TO DO:
Copy each line in the data below that contains the word "MetricSettings".
-------- MATERIAL TO PROCESS
//! Rate-limit header inspection. Every response from the resources,
//! metrics and resource-graph APIs is inspected for six headers, recorded
//! to the shared `azurerm_ratelimit` gauge.

use reqwest::header::HeaderMap;

use crate::self_metrics::{RatelimitScope, RatelimitType, SelfMetrics};

const HEADERS: &[(&str, RatelimitScope, RatelimitType)] = &[
    (
        "x-ms-ratelimit-remaining-subscription-reads",
        RatelimitScope::Subscription,
        RatelimitType::Read,
    ),
    (
        "x-ms-ratelimit-remaining-subscription-resource-requests",
        RatelimitScope::Subscription,
        RatelimitType::ResourceRequests,
    ),
    (
        "x-ms-ratelimit-remaining-subscription-resource-entities-read",
        RatelimitScope::Subscription,
        RatelimitType::ResourceEntitiesRead,
    ),
    (
        "x-ms-ratelimit-remaining-tenant-reads",
        RatelimitScope::Tenant,
        RatelimitType::Read,
    ),
    (
        "x-ms-ratelimit-remaining-tenant-resource-requests",
        RatelimitScope::Tenant,
        RatelimitType::ResourceRequests,
    ),
    (
        "x-ms-ratelimit-remaining-tenant-resource-entities-read",
        RatelimitScope::Tenant,
        RatelimitType::ResourceEntitiesRead,
    ),
];

pub fn record_ratelimit_headers(headers: &HeaderMap, subscription_id: &str, self_metrics: &SelfMetrics) {
    for (name, scope, kind) in HEADERS {
        if let Some(value) = headers.get(*name).and_then(|v| v.to_str().ok()) {
            if let Ok(parsed) = value.parse::<i64>() {
                self_metrics.record_ratelimit(subscription_id, *scope, *kind, parsed);
            }
        }
    }
}

#[cfg(test)]
mod tests {
    use super::*;
    use reqwest::header::{HeaderName, HeaderValue};

    #[test]
    fn records_present_headers_and_ignores_missing() {
        let mut headers = HeaderMap::new();
        headers.insert(
            HeaderName::from_static("x-ms-ratelimit-remaining-subscription-reads"),
            HeaderValue::from_static("123"),
        );
        let metrics = SelfMetrics::new();
        record_ratelimit_headers(&headers, "SUB1", &metrics);
        let value = metrics
            .ratelimit
            .get_or_create(&crate::self_metrics::RatelimitLabels {
                subscription_id: "SUB1".to_string(),
                scope: RatelimitScope::Subscription,
                r#type: RatelimitType::Read,
            })
            .get();
        assert_eq!(value, 123);
    }
}
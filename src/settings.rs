//! Request settings: parses and validates a scrape request's query string
//! into a canonical, immutable [`MetricSettings`].

use std::collections::HashMap;
use std::fmt;

use jiff::{Span, Timestamp};

use crate::error::ExporterError;

/// Reduction applied by Azure Monitor to a timeseries bucket.
///
/// Emission order (`total, minimum, maximum, average, count`) is
/// significant: the fetcher walks aggregations in this order when emitting
/// samples for a single data point.
#[derive(Debug, Clone, Copy, PartialEq, Eq, Hash)]
pub enum Aggregation {
    Total,
    Minimum,
    Maximum,
    Average,
    Count,
}

impl Aggregation {
    pub const ALL_IN_ORDER: [Aggregation; 5] = [
        Aggregation::Total,
        Aggregation::Minimum,
        Aggregation::Maximum,
        Aggregation::Average,
        Aggregation::Count,
    ];

    pub fn as_str(self) -> &'static str {
        match self {
            Aggregation::Total => "total",
            Aggregation::Minimum => "minimum",
            Aggregation::Maximum => "maximum",
            Aggregation::Average => "average",
            Aggregation::Count => "count",
        }
    }

    pub fn parse(raw: &str) -> Result<Self, String> {
        match raw.to_lowercase().as_str() {
            "total" => Ok(Aggregation::Total),
            "minimum" => Ok(Aggregation::Minimum),
            "maximum" => Ok(Aggregation::Maximum),
            "average" => Ok(Aggregation::Average),
            "count" => Ok(Aggregation::Count),
            other => Err(format!("unknown aggregation \"{other}\"")),
        }
    }
}

impl fmt::Display for Aggregation {
    fn fmt(&self, f: &mut fmt::Formatter<'_>) -> fmt::Result {
        f.write_str(self.as_str())
    }
}

/// Defaults supplied by process configuration, consulted where a request
/// does not override them.
#[derive(Debug, Clone)]
pub struct ParseDefaults {
    pub metric_template: String,
    pub help_template: String,
    pub dimension_lowercase: bool,
    pub caching_enabled: bool,
    pub service_discovery_cache: Span,
}

/// Immutable, per-request settings derived from a probe's query string.
#[derive(Debug, Clone)]
pub struct MetricSettings {
    pub name: String,
    pub subscriptions: Vec<String>,
    pub regions: Vec<String>,
    pub resource_type: String,
    pub metric_namespace: String,
    pub resource_sub_path: String,
    pub metrics: Vec<String>,
    pub aggregations: Vec<Aggregation>,
    pub timespan: String,
    pub interval: Option<String>,
    pub metric_top: Option<i32>,
    pub metric_filter: String,
    pub metric_order_by: String,
    pub metric_segment: String,
    pub validate_dimensions: bool,
    pub filter: String,
    pub target: Vec<String>,
    pub tag_labels: Vec<String>,
    pub metric_template: String,
    pub help_template: String,
    pub lowercase_resource_id: bool,
    pub dimension_lowercase: bool,
    pub cache: Option<Span>,
    pub metric_tag_name: String,
    pub aggregation_tag_name: String,
}

impl MetricSettings {
    /// Time remaining until `now + cache - 2s`, or `None` if that instant
    /// has already passed or no cache TTL was requested. The 2-second
    /// safety margin keeps a cached entry from being served at the instant
    /// it expires.
    pub fn cache_duration(&self, now: Timestamp) -> Option<Span> {
        let cache = self.cache?;
        let margin = Span::new().seconds(2);
        let expiry = now.checked_add(cache).ok()?.checked_sub(margin).ok()?;
        let remaining_seconds = expiry.as_second() - now.as_second();
        if remaining_seconds <= 0 {
            None
        } else {
            Some(Span::new().seconds(remaining_seconds))
        }
    }

    #[cfg(test)]
    pub fn default_for_test() -> Self {
        MetricSettings {
            name: String::new(),
            subscriptions: vec!["SUB1".to_string()],
            regions: Vec::new(),
            resource_type: String::new(),
            metric_namespace: String::new(),
            resource_sub_path: String::new(),
            metrics: vec!["Availability".to_string()],
            aggregations: vec![Aggregation::Average],
            timespan: "PT1M".to_string(),
            interval: None,
            metric_top: None,
            metric_filter: String::new(),
            metric_order_by: String::new(),
            metric_segment: String::new(),
            validate_dimensions: false,
            filter: String::new(),
            target: Vec::new(),
            tag_labels: Vec::new(),
            metric_template: "{name}".to_string(),
            help_template: String::new(),
            lowercase_resource_id: true,
            dimension_lowercase: false,
            cache: None,
            metric_tag_name: String::new(),
            aggregation_tag_name: String::new(),
        }
    }
}

/// Collects every value bound to `key`, treating comma-separated values and
/// repeated query keys equivalently (`metric=a&metric=b` == `metric=a,b`).
fn multi_values(params: &HashMap<String, Vec<String>>, key: &str) -> Vec<String> {
    params
        .get(key)
        .into_iter()
        .flatten()
        .flat_map(|v| v.split(','))
        .map(str::trim)
        .filter(|s| !s.is_empty())
        .map(str::to_string)
        .collect()
}

fn single_value(params: &HashMap<String, Vec<String>>, key: &str) -> String {
    params
        .get(key)
        .and_then(|v| v.first())
        .cloned()
        .unwrap_or_default()
}

fn bool_value(params: &HashMap<String, Vec<String>>, key: &str, default: bool) -> bool {
    match single_value(params, key).to_lowercase().as_str() {
        "" => default,
        "true" | "1" | "yes" => true,
        _ => false,
    }
}

/// Parses a raw query string (as produced by `url::form_urlencoded`) into a
/// key -> values map, so repeated keys are preserved.
pub fn collect_query_params(raw_query: &str) -> HashMap<String, Vec<String>> {
    let mut params: HashMap<String, Vec<String>> = HashMap::new();
    for (k, v) in url::form_urlencoded::parse(raw_query.as_bytes()) {
        params.entry(k.into_owned()).or_default().push(v.into_owned());
    }
    params
}

/// `ParseSettings(query, defaults) -> Settings | ErrBadRequest`.
///
/// `require_filter`, `require_target` and `require_tags` encode the
/// endpoint-specific preconditions (§4.8): the generic parser below handles
/// every shared field; the caller layers its own required-parameter checks
/// on top, since the "stricter" Azure-resource-API parse flavor differs only
/// in which fields are mandatory, not in their shape.
pub fn parse_settings(
    raw_query: &str,
    defaults: &ParseDefaults,
) -> Result<MetricSettings, ExporterError> {
    let params = collect_query_params(raw_query);

    let subscriptions = multi_values(&params, "subscription");
    if subscriptions.is_empty() {
        return Err(ExporterError::param_invalid("subscription", "is required"));
    }

    let metrics = multi_values(&params, "metric");
    let mut aggregations = Vec::new();
    for raw in multi_values(&params, "aggregation") {
        aggregations.push(
            Aggregation::parse(&raw)
                .map_err(|reason| ExporterError::param_invalid("aggregation", reason))?,
        );
    }

    let metric_top = match single_value(&params, "metricTop").as_str() {
        "" => None,
        value => Some(
            value
                .parse::<i32>()
                .map_err(|_| ExporterError::param_invalid("metricTop", "must be an integer"))?,
        ),
    };

    let timespan = {
        let value = single_value(&params, "timespan");
        if value.is_empty() {
            "PT1M".to_string()
        } else {
            value
        }
    };

    let cache = if defaults.caching_enabled {
        let raw_cache = single_value(&params, "cache");
        if raw_cache.is_empty() {
            // Default cache TTL derives from the timespan when caching is
            // enabled globally and the request did not opt out.
            parse_iso8601_span(&timespan).ok()
        } else {
            Some(
                parse_iso8601_span(&raw_cache)
                    .map_err(|_| ExporterError::param_invalid("cache", "must be an ISO-8601 duration"))?,
            )
        }
    } else {
        None
    };

    let metric_template = {
        let value = single_value(&params, "template");
        if value.is_empty() {
            defaults.metric_template.clone()
        } else {
            value
        }
    };
    let help_template = {
        let value = single_value(&params, "helpTemplate");
        if value.is_empty() {
            defaults.help_template.clone()
        } else {
            value
        }
    };

    Ok(MetricSettings {
        name: single_value(&params, "name"),
        subscriptions,
        regions: multi_values(&params, "region"),
        resource_type: single_value(&params, "resourceType"),
        metric_namespace: single_value(&params, "metricNamespace"),
        resource_sub_path: single_value(&params, "resourceSubPath"),
        metrics,
        aggregations,
        timespan,
        interval: {
            let v = single_value(&params, "interval");
            if v.is_empty() { None } else { Some(v) }
        },
        metric_top,
        metric_filter: single_value(&params, "metricFilter"),
        metric_order_by: single_value(&params, "metricOrderBy"),
        metric_segment: single_value(&params, "metricSegment"),
        validate_dimensions: bool_value(&params, "validateDimensions", false),
        filter: single_value(&params, "filter"),
        target: multi_values(&params, "target"),
        tag_labels: multi_values(&params, "tagLabel"),
        metric_template,
        help_template,
        lowercase_resource_id: bool_value(&params, "lowercaseResourceId", true),
        dimension_lowercase: bool_value(&params, "dimensionLowercase", defaults.dimension_lowercase),
        cache,
        metric_tag_name: single_value(&params, "metricTagName"),
        aggregation_tag_name: single_value(&params, "aggregationTagName"),
    })
}

/// Parses an ISO-8601 duration such as `PT1H` into a [`Span`].
pub fn parse_iso8601_span(raw: &str) -> Result<Span, jiff::Error> {
    raw.parse::<Span>()
}

#[cfg(test)]
mod tests {
    use super::*;

    fn defaults() -> ParseDefaults {
        ParseDefaults {
            metric_template: "{name}".to_string(),
            help_template: String::new(),
            dimension_lowercase: false,
            caching_enabled: false,
            service_discovery_cache: Span::new().minutes(30),
        }
    }

    #[test]
    fn comma_and_repeated_keys_are_equivalent() {
        let a = parse_settings("subscription=S&metric=a,b", &defaults()).unwrap();
        let b = parse_settings("subscription=S&metric=a&metric=b", &defaults()).unwrap();
        assert_eq!(a.metrics, b.metrics);
        assert_eq!(a.metrics, vec!["a".to_string(), "b".to_string()]);
    }

    #[test]
    fn missing_subscription_is_bad_request() {
        let err = parse_settings("metric=a", &defaults()).unwrap_err();
        assert!(matches!(err, ExporterError::ParamInvalid { .. }));
    }

    #[test]
    fn timespan_defaults_to_pt1m() {
        let settings = parse_settings("subscription=S", &defaults()).unwrap();
        assert_eq!(settings.timespan, "PT1M");
    }

    #[test]
    fn unknown_aggregation_is_rejected() {
        let err = parse_settings("subscription=S&aggregation=bogus", &defaults()).unwrap_err();
        assert!(matches!(err, ExporterError::ParamInvalid { .. }));
    }

    #[test]
    fn cache_duration_respects_margin() {
        let mut settings = MetricSettings::default_for_test();
        settings.cache = Some(Span::new().seconds(10));
        let now = Timestamp::from_second(1_000_000).unwrap();
        let remaining = settings.cache_duration(now).unwrap();
        assert!(remaining.get_seconds() <= 8);
    }

    #[test]
    fn cache_duration_none_when_elapsed() {
        let mut settings = MetricSettings::default_for_test();
        settings.cache = Some(Span::new().seconds(1));
        let now = Timestamp::from_second(1_000_000).unwrap();
        assert!(settings.cache_duration(now).is_none());
    }
}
----------------
ANSWER FOR THIS EXERCISE:
//! into a canonical, immutable [`MetricSettings`].
pub struct MetricSettings {
impl MetricSettings {
        MetricSettings {
) -> Result<MetricSettings, ExporterError> {
    Ok(MetricSettings {
        let mut settings = MetricSettings::default_for_test();
        let mut settings = MetricSettings::default_for_test();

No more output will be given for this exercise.